2. The favours indicated are only about temporal needs, so what can we say of the spiritual graces that Mary has obtained and does obtain for her devotees? We would have to write huge volumes to list the spiritual graces that her devotees have received and receive every day by the hand of this great benefactress of the human race. How many virgins owe the preservation of their state to her protection! How many of the afflicted have been comforted! How many passions have been overcome! How many martyrs have been strengthened! How many snares of the devil have been overcome! Saint Bernard, after listing a range of favours Mary obtained for her devotees every day, finishes by saying that everything good that comes from God, comes through Mary: “Totum nos Deus habere voluit per Mariam.”

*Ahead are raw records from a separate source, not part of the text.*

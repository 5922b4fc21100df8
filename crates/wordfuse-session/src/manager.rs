//! Registry of live connections.

use std::collections::HashMap;
use std::collections::hash_map::Entry;
use std::net::SocketAddr;

use tokio::time::Instant;
use wordfuse_protocol::PlayerId;

use crate::{Session, SessionConfig, SessionError};

/// Tracks every connected player.
///
/// Not thread-safe on its own; the server wraps it in a `Mutex`.
pub struct SessionManager {
    sessions: HashMap<PlayerId, Session>,
    config: SessionConfig,
}

impl SessionManager {
    pub fn new(config: SessionConfig) -> Self {
        Self {
            sessions: HashMap::new(),
            config,
        }
    }

    pub fn config(&self) -> &SessionConfig {
        &self.config
    }

    /// Registers a freshly handshaken connection.
    ///
    /// # Errors
    ///
    /// - [`SessionError::AlreadyConnected`] if `player_id` is already live.
    /// - [`SessionError::CapacityReached`] if `max_sessions` are open.
    pub fn create(
        &mut self,
        player_id: PlayerId,
        peer_addr: SocketAddr,
    ) -> Result<&Session, SessionError> {
        if self.sessions.len() >= self.config.max_sessions
            && !self.sessions.contains_key(&player_id)
        {
            return Err(SessionError::CapacityReached(self.config.max_sessions));
        }

        match self.sessions.entry(player_id) {
            Entry::Occupied(_) => Err(SessionError::AlreadyConnected(player_id)),
            Entry::Vacant(slot) => {
                let now = Instant::now();
                tracing::info!(%player_id, %peer_addr, "session created");
                Ok(slot.insert(Session {
                    player_id,
                    peer_addr,
                    connected_at: now,
                    last_seen: now,
                    frames: 0,
                }))
            }
        }
    }

    /// Records that a frame arrived from `player_id`.
    pub fn touch(&mut self, player_id: PlayerId) -> Result<(), SessionError> {
        let session = self
            .sessions
            .get_mut(&player_id)
            .ok_or(SessionError::NotFound(player_id))?;
        session.last_seen = Instant::now();
        session.frames += 1;
        Ok(())
    }

    /// Removes the session, returning it.
    pub fn disconnect(&mut self, player_id: PlayerId) -> Result<Session, SessionError> {
        let session = self
            .sessions
            .remove(&player_id)
            .ok_or(SessionError::NotFound(player_id))?;
        tracing::info!(
            %player_id,
            frames = session.frames,
            online_secs = session.connected_at.elapsed().as_secs(),
            "session closed"
        );
        Ok(session)
    }

    /// When `player_id` counts as gone unless another frame arrives.
    pub fn idle_deadline(&self, player_id: &PlayerId) -> Option<Instant> {
        self.sessions
            .get(player_id)
            .map(|s| s.last_seen + self.config.idle_timeout)
    }

    pub fn get(&self, player_id: &PlayerId) -> Option<&Session> {
        self.sessions.get(player_id)
    }

    pub fn len(&self) -> usize {
        self.sessions.len()
    }

    pub fn is_empty(&self) -> bool {
        self.sessions.is_empty()
    }
}

impl Default for SessionManager {
    fn default() -> Self {
        Self::new(SessionConfig::default())
    }
}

3. Nor is she only the Help of Christians, but also the support of the Universal Church. All the titles we give her recall some favour; all the solemnities celebrated in the Church had their origin in some great miracle, from some extraordinary grace Mary obtained on behalf of the Church. How many confused heretics, how many heresies rooted out, to the point that the Church expresses her gratitude by saying to Mary: “Tu sola, o gran Vergine, fosti colei, che sradicasti tutte le eresie: Cunctas haereses sola interemisti in universo mundo.”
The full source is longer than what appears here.